What is required: Count the lines in the records below that contain the word "DuplicateCode", and reply with only that number.

[Items listed in a dataset]
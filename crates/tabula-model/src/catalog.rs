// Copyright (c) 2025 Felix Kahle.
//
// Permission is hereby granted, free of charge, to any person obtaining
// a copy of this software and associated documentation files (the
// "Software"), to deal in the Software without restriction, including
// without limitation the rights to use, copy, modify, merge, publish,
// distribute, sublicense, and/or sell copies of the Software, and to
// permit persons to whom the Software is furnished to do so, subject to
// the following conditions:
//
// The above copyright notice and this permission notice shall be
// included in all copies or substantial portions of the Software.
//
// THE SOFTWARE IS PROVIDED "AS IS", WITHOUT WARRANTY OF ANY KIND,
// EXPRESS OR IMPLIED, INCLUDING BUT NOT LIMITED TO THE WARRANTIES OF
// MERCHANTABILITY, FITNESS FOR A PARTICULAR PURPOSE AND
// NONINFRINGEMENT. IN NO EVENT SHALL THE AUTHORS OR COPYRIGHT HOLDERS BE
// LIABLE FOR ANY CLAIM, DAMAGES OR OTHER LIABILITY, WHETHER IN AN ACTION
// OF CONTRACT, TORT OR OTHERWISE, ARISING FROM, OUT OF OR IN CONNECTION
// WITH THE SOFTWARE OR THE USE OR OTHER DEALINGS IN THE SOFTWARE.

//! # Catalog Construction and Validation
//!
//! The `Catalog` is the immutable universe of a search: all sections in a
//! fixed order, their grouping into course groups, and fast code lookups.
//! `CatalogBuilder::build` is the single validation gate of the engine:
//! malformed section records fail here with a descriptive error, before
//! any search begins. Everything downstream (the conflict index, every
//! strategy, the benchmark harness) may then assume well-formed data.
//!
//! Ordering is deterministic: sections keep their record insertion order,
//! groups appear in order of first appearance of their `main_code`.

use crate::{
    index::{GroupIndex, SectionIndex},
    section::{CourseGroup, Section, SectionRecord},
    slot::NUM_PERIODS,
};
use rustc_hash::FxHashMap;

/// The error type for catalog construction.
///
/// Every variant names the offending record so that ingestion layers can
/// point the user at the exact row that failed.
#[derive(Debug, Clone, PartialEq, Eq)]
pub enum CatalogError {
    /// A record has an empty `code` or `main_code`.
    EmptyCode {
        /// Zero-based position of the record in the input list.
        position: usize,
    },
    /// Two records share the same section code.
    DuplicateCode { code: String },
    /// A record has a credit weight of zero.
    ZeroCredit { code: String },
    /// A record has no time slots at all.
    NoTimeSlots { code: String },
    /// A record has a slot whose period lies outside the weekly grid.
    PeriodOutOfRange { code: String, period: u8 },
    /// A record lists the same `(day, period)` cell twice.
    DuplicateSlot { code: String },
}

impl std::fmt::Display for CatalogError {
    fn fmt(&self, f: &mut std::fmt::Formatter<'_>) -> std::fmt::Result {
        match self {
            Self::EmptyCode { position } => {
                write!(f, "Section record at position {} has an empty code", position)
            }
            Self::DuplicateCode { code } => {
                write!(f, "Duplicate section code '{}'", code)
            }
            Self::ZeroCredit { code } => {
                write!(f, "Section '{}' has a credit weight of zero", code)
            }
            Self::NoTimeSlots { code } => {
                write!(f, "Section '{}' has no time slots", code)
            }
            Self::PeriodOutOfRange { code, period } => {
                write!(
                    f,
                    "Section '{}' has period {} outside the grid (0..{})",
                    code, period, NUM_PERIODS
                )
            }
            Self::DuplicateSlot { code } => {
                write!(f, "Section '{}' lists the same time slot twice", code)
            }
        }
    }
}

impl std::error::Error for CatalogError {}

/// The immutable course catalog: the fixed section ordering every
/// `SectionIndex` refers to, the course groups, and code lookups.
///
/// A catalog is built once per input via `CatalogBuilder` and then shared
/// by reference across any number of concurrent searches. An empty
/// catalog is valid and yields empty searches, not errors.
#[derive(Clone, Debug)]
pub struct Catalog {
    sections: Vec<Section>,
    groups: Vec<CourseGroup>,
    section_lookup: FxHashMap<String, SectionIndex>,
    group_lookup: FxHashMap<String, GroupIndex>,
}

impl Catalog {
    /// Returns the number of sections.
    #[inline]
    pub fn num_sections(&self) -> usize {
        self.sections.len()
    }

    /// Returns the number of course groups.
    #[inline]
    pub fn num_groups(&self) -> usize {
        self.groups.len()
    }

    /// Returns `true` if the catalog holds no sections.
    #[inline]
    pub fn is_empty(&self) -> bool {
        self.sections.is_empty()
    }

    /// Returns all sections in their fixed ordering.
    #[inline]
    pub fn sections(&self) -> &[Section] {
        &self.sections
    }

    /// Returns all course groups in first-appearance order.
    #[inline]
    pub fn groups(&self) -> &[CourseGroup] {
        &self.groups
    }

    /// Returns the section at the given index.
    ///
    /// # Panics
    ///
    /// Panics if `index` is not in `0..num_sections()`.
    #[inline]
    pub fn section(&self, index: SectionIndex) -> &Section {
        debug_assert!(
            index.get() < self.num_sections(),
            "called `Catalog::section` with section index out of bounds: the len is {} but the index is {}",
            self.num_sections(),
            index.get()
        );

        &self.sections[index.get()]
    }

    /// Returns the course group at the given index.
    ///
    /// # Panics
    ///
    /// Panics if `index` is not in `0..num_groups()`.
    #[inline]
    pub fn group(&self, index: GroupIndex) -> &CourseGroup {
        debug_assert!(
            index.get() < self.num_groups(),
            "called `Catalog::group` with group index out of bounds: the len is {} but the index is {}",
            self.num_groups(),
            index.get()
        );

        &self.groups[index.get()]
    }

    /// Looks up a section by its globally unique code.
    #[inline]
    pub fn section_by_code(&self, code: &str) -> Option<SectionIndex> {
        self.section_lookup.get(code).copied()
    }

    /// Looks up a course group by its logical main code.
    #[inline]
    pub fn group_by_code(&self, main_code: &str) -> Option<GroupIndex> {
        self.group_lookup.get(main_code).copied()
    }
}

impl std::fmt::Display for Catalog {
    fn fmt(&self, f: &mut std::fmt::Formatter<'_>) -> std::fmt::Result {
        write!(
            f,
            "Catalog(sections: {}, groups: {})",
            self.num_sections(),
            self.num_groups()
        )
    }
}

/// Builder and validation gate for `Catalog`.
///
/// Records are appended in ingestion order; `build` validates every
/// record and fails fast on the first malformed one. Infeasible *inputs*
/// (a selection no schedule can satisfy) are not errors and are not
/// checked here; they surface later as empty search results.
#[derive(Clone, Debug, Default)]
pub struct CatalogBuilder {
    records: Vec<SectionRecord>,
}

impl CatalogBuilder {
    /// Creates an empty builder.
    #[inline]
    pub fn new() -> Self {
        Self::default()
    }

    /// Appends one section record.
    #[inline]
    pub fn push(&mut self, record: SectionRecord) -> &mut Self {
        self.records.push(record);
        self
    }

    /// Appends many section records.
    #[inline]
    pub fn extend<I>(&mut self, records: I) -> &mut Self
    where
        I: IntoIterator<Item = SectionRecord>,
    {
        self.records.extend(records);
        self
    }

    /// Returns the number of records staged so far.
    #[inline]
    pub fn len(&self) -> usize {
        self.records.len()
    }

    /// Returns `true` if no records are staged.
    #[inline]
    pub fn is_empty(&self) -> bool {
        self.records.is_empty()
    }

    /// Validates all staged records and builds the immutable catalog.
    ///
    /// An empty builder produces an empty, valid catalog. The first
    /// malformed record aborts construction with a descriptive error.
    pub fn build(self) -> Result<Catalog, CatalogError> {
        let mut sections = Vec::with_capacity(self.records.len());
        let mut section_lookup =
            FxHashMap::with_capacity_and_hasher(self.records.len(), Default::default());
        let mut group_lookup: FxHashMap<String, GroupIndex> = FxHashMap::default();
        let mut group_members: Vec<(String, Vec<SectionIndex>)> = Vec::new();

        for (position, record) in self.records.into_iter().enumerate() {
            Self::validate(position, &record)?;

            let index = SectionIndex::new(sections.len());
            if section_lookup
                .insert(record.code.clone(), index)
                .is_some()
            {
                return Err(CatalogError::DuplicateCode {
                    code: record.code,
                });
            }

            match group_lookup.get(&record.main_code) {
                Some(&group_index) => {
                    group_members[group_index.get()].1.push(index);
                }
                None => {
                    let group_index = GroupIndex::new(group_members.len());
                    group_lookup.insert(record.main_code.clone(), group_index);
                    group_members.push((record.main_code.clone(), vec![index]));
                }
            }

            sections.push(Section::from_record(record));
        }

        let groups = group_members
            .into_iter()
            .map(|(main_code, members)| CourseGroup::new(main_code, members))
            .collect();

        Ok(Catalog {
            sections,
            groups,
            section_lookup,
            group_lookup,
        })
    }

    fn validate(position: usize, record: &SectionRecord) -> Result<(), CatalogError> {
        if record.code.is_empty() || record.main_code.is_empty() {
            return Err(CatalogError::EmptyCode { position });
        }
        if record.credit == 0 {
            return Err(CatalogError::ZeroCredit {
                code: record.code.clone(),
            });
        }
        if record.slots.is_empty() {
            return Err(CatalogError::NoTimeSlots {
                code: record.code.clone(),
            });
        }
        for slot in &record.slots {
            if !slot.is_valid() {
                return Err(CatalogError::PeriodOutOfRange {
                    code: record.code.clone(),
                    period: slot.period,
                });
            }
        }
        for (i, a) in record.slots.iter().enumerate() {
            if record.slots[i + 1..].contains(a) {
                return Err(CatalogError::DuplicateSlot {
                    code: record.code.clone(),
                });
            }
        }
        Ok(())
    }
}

Solution to this exercise: 3